Untuk yang dekat denganku, teman kos ku pasti pernah ketitipan pesan dari Ibu, kadang aku yang malu karena sering dititipkan.
"Titip Inas ya, anaknya gampang nangis, gapernah dimarahin soalnya, ga bisa dibentak-bentak."
Bapak 1
Bapak aku juga guru SD.
Bapak aku katanya berkumis, bapak aku katanya senang main sama anak kecil, bapak aku katanya sayang sekali sama orang tua, bapak aku katanya orang yang paling sabar, bapak aku katanya pinter masak, bapak aku katanya sayang sama mertua, bapak aku katanya senang jalan-jalan.
Semuanya "katanya".
Kata Ibu, kata nenek, kata kakek, kata paman, kata bibi, kata uwa. Aku tidak pernah tahu aslinya seperti apa. Mentok di album pernikahan.
Bapak aku meninggal di usia 26 menuju 27 tahun karena sakit, muda sekali.
Kalau boleh berkeluh kesah, aku ingin panggil bapak. Aku tidak akan komplain kenapa aku panggil bapak seperti memanggil pak guru.
Ingin dimarahin, dinasehatin, diajak main, dipangku, digendong, dipeluk, dicium, seperti yang orang bilang bagaimana perilaku bapak ketika sedang bermain dengan anak kecil. Tapi dengan anaknya tidak tersampaikan.
Aku ingin cium tangan sebelum dan pulang sekolah, ingin ditelfon ditanya lagi dimana? kenapa belum pulang?
Ingin chat di whatsapp dengan nama kontak 'Bapak'.
Oh iya, minggu kemarin aku iri dengan temanku yang mengupload instagram story sedang video call bersama ayahnya . Dengan caption kurang lebih begini "temen cerita, temen curhat, temen bercanda dan temen pamer".

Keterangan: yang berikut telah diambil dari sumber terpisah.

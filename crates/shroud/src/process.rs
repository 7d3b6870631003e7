//! Code to adjust process-related parameters.

/// Ask the OS for a file-descriptor budget that fits this proxy's
/// workload.
///
/// Every proxied connection holds two sockets, one per side, so the
/// request is sized from the number of configured listeners rather than
/// asking for some fixed maximum. Falling short is not fatal; it just
/// caps how many connections we can carry at once.
pub(crate) fn raise_file_limit(n_listeners: usize) {
    /// How many simultaneous connections we budget per listener.
    const CONNS_PER_LISTENER: u64 = 4096;
    /// Sockets per proxied connection: the accepted one and the dialed
    /// one.
    const FDS_PER_CONN: u64 = 2;
    /// Floor covering stdio, the runtime, and the accept sockets
    /// themselves.
    const BASELINE: u64 = 64;

    let wanted = BASELINE + (n_listeners as u64) * CONNS_PER_LISTENER * FDS_PER_CONN;
    match rlimit::increase_nofile_limit(wanted) {
        Ok(got) if got < wanted => tracing::warn!(
            "File limit is {} (wanted {}); heavy load may run out of sockets",
            got,
            wanted
        ),
        Ok(got) => tracing::debug!("File limit is now {}", got),
        Err(e) => tracing::warn!("Error while adjusting the file limit: {}", e),
    }
}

Ah iri sekali dalam hatiku.
But when my father didn't have my hand, he always had my back.
Ibu pernah bilang kurang lebih seperti ini, "Setelah menikah, Ibu pengen jadi contoh pasangan yang baik buat keluarga Ibu, buat anak-anak Ibu. Bapak itu udah jadi pasangan yang lebih dari cukup buat Ibu, tapi ternyata takdirnya lain, jodoh Ibu pendek. Cuma 6 bulan, ditinggal lagi bahagia-bahagianya, belum pernah berantem."
Bapak 2
Kenapa ada bapak 2?
Ibu menikah lagi ketika aku kelas 4 SD. Namanya juga anak SD, waktu itu aku sempat denial karena khawatir perhatian Ibu akan berkurang. Iya aku posesif, pencemburu. Hahaha
Tapi akhirnya pelan-pelan aku menerima dengan hadirnya adik bayi yang lucu.

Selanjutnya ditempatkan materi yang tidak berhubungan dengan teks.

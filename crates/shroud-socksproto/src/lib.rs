#![cfg_attr(docsrs, feature(doc_cfg))]
#![doc = include_str!("../README.md")]
// @@ begin lint list @@
#![allow(renamed_and_removed_lints)]
#![allow(unknown_lints)]
#![warn(missing_docs)]
#![warn(noop_method_call)]
#![warn(unreachable_pub)]
#![warn(clippy::all)]
#![deny(clippy::await_holding_lock)]
#![deny(clippy::cargo_common_metadata)]
#![deny(clippy::cast_lossless)]
#![deny(clippy::checked_conversions)]
#![warn(clippy::cognitive_complexity)]
#![deny(clippy::debug_assert_with_mut_call)]
#![deny(clippy::exhaustive_enums)]
#![deny(clippy::exhaustive_structs)]
#![deny(clippy::expl_impl_clone_on_copy)]
#![deny(clippy::fallible_impl_from)]
#![deny(clippy::implicit_clone)]
#![deny(clippy::large_stack_arrays)]
#![warn(clippy::manual_ok_or)]
#![deny(clippy::missing_docs_in_private_items)]
#![warn(clippy::needless_borrow)]
#![warn(clippy::needless_pass_by_value)]
#![warn(clippy::option_option)]
#![deny(clippy::print_stderr)]
#![deny(clippy::print_stdout)]
#![warn(clippy::rc_buffer)]
#![deny(clippy::ref_option_ref)]
#![warn(clippy::semicolon_if_nothing_returned)]
#![warn(clippy::trait_duplication_in_bounds)]
#![deny(clippy::unnecessary_wraps)]
#![warn(clippy::unseparated_literal_suffix)]
#![deny(clippy::unwrap_used)]
#![deny(clippy::mod_module_files)]
#![allow(clippy::let_unit_value)] // This can reasonably be done for explicitness
#![allow(clippy::uninlined_format_args)]
#![allow(clippy::significant_drop_in_scrutinee)]
#![allow(clippy::result_large_err)]
#![allow(clippy::needless_raw_string_hashes)] // complained-about code is fine, often best
//! <!-- @@ end lint list @@ -->

mod err;
mod handshake;
mod msg;

pub use err::Error;
pub use handshake::{Outcome, SocksProxyHandshake, Status};
pub use msg::{SocksAddr, SocksCmd, SocksStatus};

/// The SOCKS protocol version we speak.
pub const SOCKS_VERSION: u8 = 5;

/// A Result type for this crate.
pub type Result<T> = std::result::Result<T, Error>;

Ternyata Tuhan punya rencana lain lagi, Bapak sakit parah dan meninggal ketika aku kelas 2 SMP. Tepat di hari ujian sekolah, tepat di hari wisuda Ibu, tepat menghembuskan nafas terakhir dipangkuanku. Tepat sebulan sebelum pindah ke rumah baru. Saat itu kami masih mengontrak sebuah rumah.

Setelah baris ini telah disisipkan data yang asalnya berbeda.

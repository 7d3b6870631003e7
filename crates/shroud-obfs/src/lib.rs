#![cfg_attr(docsrs, feature(doc_cfg))]
#![doc = include_str!("../README.md")]
// @@ begin lint list @@
#![allow(renamed_and_removed_lints)]
#![allow(unknown_lints)]
#![warn(missing_docs)]
#![warn(noop_method_call)]
#![warn(unreachable_pub)]
#![warn(clippy::all)]
#![deny(clippy::await_holding_lock)]
#![deny(clippy::cargo_common_metadata)]
#![deny(clippy::cast_lossless)]
#![deny(clippy::checked_conversions)]
#![warn(clippy::cognitive_complexity)]
#![deny(clippy::debug_assert_with_mut_call)]
#![deny(clippy::exhaustive_enums)]
#![deny(clippy::exhaustive_structs)]
#![deny(clippy::expl_impl_clone_on_copy)]
#![deny(clippy::fallible_impl_from)]
#![deny(clippy::implicit_clone)]
#![deny(clippy::large_stack_arrays)]
#![warn(clippy::manual_ok_or)]
#![deny(clippy::missing_docs_in_private_items)]
#![warn(clippy::needless_borrow)]
#![warn(clippy::needless_pass_by_value)]
#![warn(clippy::option_option)]
#![deny(clippy::print_stderr)]
#![deny(clippy::print_stdout)]
#![warn(clippy::rc_buffer)]
#![deny(clippy::ref_option_ref)]
#![warn(clippy::semicolon_if_nothing_returned)]
#![warn(clippy::trait_duplication_in_bounds)]
#![deny(clippy::unnecessary_wraps)]
#![warn(clippy::unseparated_literal_suffix)]
#![deny(clippy::unwrap_used)]
#![deny(clippy::mod_module_files)]
#![allow(clippy::let_unit_value)] // This can reasonably be done for explicitness
#![allow(clippy::uninlined_format_args)]
#![allow(clippy::significant_drop_in_scrutinee)]
#![allow(clippy::result_large_err)]
#![allow(clippy::needless_raw_string_hashes)] // complained-about code is fine, often best
//! <!-- @@ end lint list @@ -->

mod dummy;
mod scramble;

use std::fmt;
use std::str::FromStr;

use bytes::BytesMut;
use thiserror::Error;

pub use dummy::Dummy;
pub use scramble::Scramble;

/// Which end of an obfuscated link a protocol instance serves.
///
/// The initiator is the side that dialed the obfuscated connection (a
/// shroud client); the responder accepted it (a shroud server).
#[derive(Clone, Copy, Debug, Eq, PartialEq)]
#[allow(clippy::exhaustive_enums)]
pub enum Endpoint {
    /// The dialing side of the obfuscated link.
    Initiator,
    /// The accepting side of the obfuscated link.
    Responder,
}

/// The result of a successful [`Protocol::recv`] call.
#[derive(Clone, Copy, Debug, Eq, PartialEq)]
#[allow(clippy::exhaustive_enums)]
pub enum RecvOutcome {
    /// Progress was made (possibly none, if more wire bytes are needed).
    Good,
    /// The protocol wants to transmit bytes in the reverse direction right
    /// away (a protocol-level acknowledgment, say). The caller must follow
    /// up with a [`Protocol::send`] call in the same turn, even if there is
    /// no pending plaintext.
    SendPending,
}

/// An error from an obfuscation protocol.
#[derive(Error, Debug, Clone)]
#[non_exhaustive]
pub enum ProtoError {
    /// The configuration named a protocol we don't have.
    #[error("Unrecognized protocol {0:?}")]
    Unrecognized(String),

    /// The incoming wire data did not decode as this protocol.
    #[error("Malformed {protocol} stream: {detail}")]
    Malformed {
        /// Which protocol was decoding.
        protocol: &'static str,
        /// What was wrong with the data.
        detail: &'static str,
    },
}

/// A per-connection obfuscation protocol instance.
///
/// The engine creates one instance per connection from a [`ProtocolSpec`],
/// calls [`handshake`](Protocol::handshake) exactly once before any
/// application data flows, and then uses [`send`](Protocol::send) and
/// [`recv`](Protocol::recv) as the two data pumps. A protocol is the sole
/// producer of bytes on the obfuscated side of a connection and the sole
/// consumer of bytes from it.
///
/// All methods consume from the front of their input buffer and append to
/// their output buffer; a protocol may leave bytes unconsumed if it needs
/// more data to make progress.
pub trait Protocol: Send + Sync {
    /// Append this protocol's handshake prelude, if any, to `out`.
    ///
    /// Called once per connection, before any call to `send` or `recv`.
    fn handshake(&mut self, out: &mut BytesMut) -> Result<(), ProtoError>;

    /// Consume plaintext from `input` and append its over-the-wire form to
    /// `out`.
    fn send(&mut self, input: &mut BytesMut, out: &mut BytesMut) -> Result<(), ProtoError>;

    /// Consume wire bytes from `input` and append recovered plaintext to
    /// `out`.
    fn recv(
        &mut self,
        input: &mut BytesMut,
        out: &mut BytesMut,
    ) -> Result<RecvOutcome, ProtoError>;
}

/// A parsed protocol configuration.
///
/// This is the engine's view of the protocol-specific part of a listener's
/// configuration: it knows how to build one fresh [`Protocol`] instance per
/// connection.
#[derive(Clone, Debug, Eq, PartialEq)]
#[non_exhaustive]
pub enum ProtocolSpec {
    /// The transparent passthrough protocol.
    Dummy,
    /// The seeded keystream whitening protocol.
    Scramble,
}

impl ProtocolSpec {
    /// Build a per-connection protocol instance for the given endpoint.
    pub fn build(&self, endpoint: Endpoint) -> Result<Box<dyn Protocol>, ProtoError> {
        Ok(match self {
            ProtocolSpec::Dummy => Box::new(Dummy::new()),
            ProtocolSpec::Scramble => Box::new(Scramble::new(endpoint)),
        })
    }
}

impl FromStr for ProtocolSpec {
    type Err = ProtoError;

    fn from_str(s: &str) -> Result<Self, ProtoError> {
        match s {
            "dummy" => Ok(ProtocolSpec::Dummy),
            "scramble" => Ok(ProtocolSpec::Scramble),
            other => Err(ProtoError::Unrecognized(other.to_owned())),
        }
    }
}

impl fmt::Display for ProtocolSpec {
    fn fmt(&self, f: &mut fmt::Formatter<'_>) -> fmt::Result {
        match self {
            ProtocolSpec::Dummy => write!(f, "dummy"),
            ProtocolSpec::Scramble => write!(f, "scramble"),
        }
    }
}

Adikku baru berumur 2,5 tahun, sempat melihat dan digendong bapak, sempat jalan-jalan naik motor dengan bapak, sempat memanggil "bapak".
Lalu Ibu bagaimana?
Hari itu Ibu wisuda, sudah berniat tidak akan hadir di acara wisuda, tapi bapak memaksa untuk pergi. Sendiri. Tanpa pendamping wisuda. Aku dan nenek di rumah menjaga adik dan bapak yang sedang sakit.
Sebelum meninggal bapak sempat meminta tolong untuk mengambilkan handphone, awalnya aku tidak tahu apa yang dia lakukan. Tapi beberapa saat setelah meninggal aku lihat tampilan handphone masih di layar tulis pesan baru untuk Ibu. Beliau sempat menulis "Bu, bapak mau..."
Pesan yang tak pernah selesai diketik, pesan yang tak pernah tersampaikan.
Tidak ada yang memberi tahu, Ibu pulang di sore hari dan kaget melihat rumah yang penuh dengan kursi, bendera kuning, orang banyak, dan berteriak lalu memelukku hampir terjatuh lemas.
Jika sebuah keluarga dikatakan utuh dengan adanya Bapak, Ibu dan anak. Keluargaku bisa dikatakan lebih hebat, dengan 2 bapak yang hebat dan 1 Ibu yang suuuuupeeerrrrheeeebaaaatttt. 💗
Karena aku percaya, one of greathest things a father can do for his children is to love their mother.